Indulge in the warm, aromatic flavors of this Chicken Coconut Curry, a quick and satisfying one-pot dish that’s brimming with vibrant ingredients. Tender, bite-sized pieces of chicken breast are simmered in a rich and creamy coconut milk base infused with bold red curry paste, zesty lime juice, and a touch of sweetness from brown sugar. Fresh vegetables like crisp red bell peppers and vibrant broccoli florets add a delightful crunch and a boost of nutrition, while garlic, ginger, and fish sauce elevate the dish with authentic, savory depth. Perfectly seasoned with hints of salt and pepper and topped with fresh cilantro, this curry delivers a comforting, restaurant-quality meal in just under an hour. Serve it with steamed rice or noodles, and enjoy the ultimate fusion of bold Thai-inspired flavors from the comfort of your kitchen. Keywords: Chicken Coconut Curry, Thai-inspired, creamy curry, coconut milk, easy dinner recipe.

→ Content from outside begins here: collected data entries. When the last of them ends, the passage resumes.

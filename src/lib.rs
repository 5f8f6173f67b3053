//! emcomm-iso library exports.
//!
//! The binary is a thin clap front end over these modules; integration tests
//! drive them directly.

pub mod artifact;
pub mod cache;
pub mod chroot;
pub mod commands;
pub mod common;
pub mod config;
pub mod error;
pub mod extract;
pub mod interrupt;
pub mod lock;
pub mod logging;
pub mod partition;
pub mod pipeline;
pub mod preflight;
pub mod preseed;
pub mod process;
pub mod release;
pub mod template;
pub mod timing;
pub mod verify;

Begin by dicing the chicken breast into small, bite-sized pieces.
Finely chop the onion and mince the garlic and ginger.
Heat the vegetable oil in a large skillet over medium heat.
Add the onion to the skillet and sauté for 3-4 minutes until translucent.
Stir in the minced garlic and ginger, and cook for another minute until fragrant.
Add the red curry paste to the skillet, stirring constantly for 1 minute to release its aroma.
Add the diced chicken to the skillet. Cook for about 5-6 minutes, stirring frequently, until lightly browned on all sides.
Pour in the coconut milk, and stir to combine. Bring the mixture to a gentle simmer.
Stir in the fish sauce, brown sugar, and lime juice, ensuring everything is well-mixed.
Slice the red bell pepper into thin strips and add it to the skillet along with the broccoli florets.
Season the curry with salt and black pepper. Cover and let it simmer for 10-15 minutes, or until the vegetables are tender and the chicken is fully cooked.
Taste and adjust seasoning if necessary.
Remove from heat and garnish with freshly chopped cilantro.
Serve hot with steamed rice or noodles.
Calories |
1341 | ||
|---|---|---|---|
% Daily Value* |
|||
| Total Fat | 46.1 g | 59% | |
| Saturated Fat | 8.8 g | 44% | |
| Polyunsaturated Fat | 19.3 g | ||
| Cholesterol | 430 mg | 143% | |
| Sodium | 5997 mg | 261% | |
| Total Carbohydrate | 90.7 g | 33% | |
| Dietary Fiber | 11.2 g | 40% | |
| Total Sugars | 53.3 g | ||
| Protein | 153.0 g | 306% | |
| Vitamin D | 0.0 mcg | 0% | |
| Calcium | 288 mg | 22% | |
| Iron | 6.5 mg | 36% | |
| Potassium | 2614 mg | 56% | |
*The % Daily Value tells you how much a nutrient in a serving of food contributes to a daily diet. 2,000 calories a day is used for general nutrition advice.